Dataset records
☆ ☆ ☆ ☆ ☆

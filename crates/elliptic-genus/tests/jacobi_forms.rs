//! Weak Jacobi forms: generators, bases and Eisenstein series.

use elliptic_genus::algebra::{fraction, integer, Rational, Series};
use elliptic_genus::jacobi::{
    basis_half_integral, basis_integral, eisenstein, phi_0_1, phi_0_3_2, phi_minus2_1,
};
use elliptic_genus::Error;

#[test]
fn generator_weights_and_indices() {
    let a = phi_minus2_1(4);
    let b = phi_0_1(4);
    let c = phi_0_3_2(4);
    assert_eq!((a.weight(), a.double_index()), (-2, 2));
    assert_eq!((b.weight(), b.double_index()), (0, 2));
    assert_eq!((c.weight(), c.double_index()), (0, 3));
}

#[test]
fn integral_basis_sizes() {
    let sizes: Vec<usize> = (1..=4)
        .map(|m| basis_integral(m, 2).expect("basis").len())
        .collect();
    assert_eq!(sizes, vec![1, 2, 3, 4]);
}

#[test]
fn basis_forms_are_symmetric_in_y() {
    for d in 2..=8 {
        for form in basis_half_integral(d, 4).expect("basis") {
            assert!(form.is_symmetric(), "D = {d}: {form}");
        }
    }
}

#[test]
fn basis_forms_at_y_equals_one_are_constant() {
    // a weight 0 weak Jacobi form at z = 0 is a modular form of weight 0
    for d in 2..=6 {
        for form in basis_half_integral(d, 4).expect("basis") {
            let at_one = form.at_y_equals_one();
            let constant = at_one.coefficient(0).cloned().expect("precision 4");
            assert_eq!(at_one, Series::constant(constant, 4), "D = {d}: {form}");
        }
    }
}

#[test]
fn discriminant_from_eisenstein_series() {
    // Δ = (E4^3 - E6^2) / 1728 = q - 24 q^2 + 252 q^3 - 1472 q^4
    let e4 = eisenstein(4, 5).expect("even weight");
    let e6 = eisenstein(6, 5).expect("even weight");
    let delta = (e4.pow(3) - e6.pow(2)).scale(&fraction(1, 1728));
    let expected: Vec<Rational> = [0, 1, -24, 252, -1472].into_iter().map(integer).collect();
    assert_eq!(delta.coefficients(), expected.as_slice());
}

#[test]
fn eisenstein_weights_are_validated() {
    assert_eq!(eisenstein(1, 3), Err(Error::InvalidEisensteinWeight(1)));
    assert_eq!(eisenstein(7, 3), Err(Error::InvalidEisensteinWeight(7)));
    assert!(eisenstein(12, 3).is_ok());
}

☆ ☆ ☆ ☆ ☆

*What you should do*
Please return every line from the first one in the records above down to the line containing "q^3 - 1472 q^4", including both, exactly as written and nothing more.

*Solution for this task*
filename crates/elliptic-genus/tests/jacobi_forms.rs
//! Weak Jacobi forms: generators, bases and Eisenstein series.

use elliptic_genus::algebra::{fraction, integer, Rational, Series};
use elliptic_genus::jacobi::{
    basis_half_integral, basis_integral, eisenstein, phi_0_1, phi_0_3_2, phi_minus2_1,
};
use elliptic_genus::Error;

#[test]
fn generator_weights_and_indices() {
    let a = phi_minus2_1(4);
    let b = phi_0_1(4);
    let c = phi_0_3_2(4);
    assert_eq!((a.weight(), a.double_index()), (-2, 2));
    assert_eq!((b.weight(), b.double_index()), (0, 2));
    assert_eq!((c.weight(), c.double_index()), (0, 3));
}

#[test]
fn integral_basis_sizes() {
    let sizes: Vec<usize> = (1..=4)
        .map(|m| basis_integral(m, 2).expect("basis").len())
        .collect();
    assert_eq!(sizes, vec![1, 2, 3, 4]);
}

#[test]
fn basis_forms_are_symmetric_in_y() {
    for d in 2..=8 {
        for form in basis_half_integral(d, 4).expect("basis") {
            assert!(form.is_symmetric(), "D = {d}: {form}");
        }
    }
}

#[test]
fn basis_forms_at_y_equals_one_are_constant() {
    // a weight 0 weak Jacobi form at z = 0 is a modular form of weight 0
    for d in 2..=6 {
        for form in basis_half_integral(d, 4).expect("basis") {
            let at_one = form.at_y_equals_one();
            let constant = at_one.coefficient(0).cloned().expect("precision 4");
            assert_eq!(at_one, Series::constant(constant, 4), "D = {d}: {form}");
        }
    }
}

#[test]
fn discriminant_from_eisenstein_series() {
    // Δ = (E4^3 - E6^2) / 1728 = q - 24 q^2 + 252 q^3 - 1472 q^4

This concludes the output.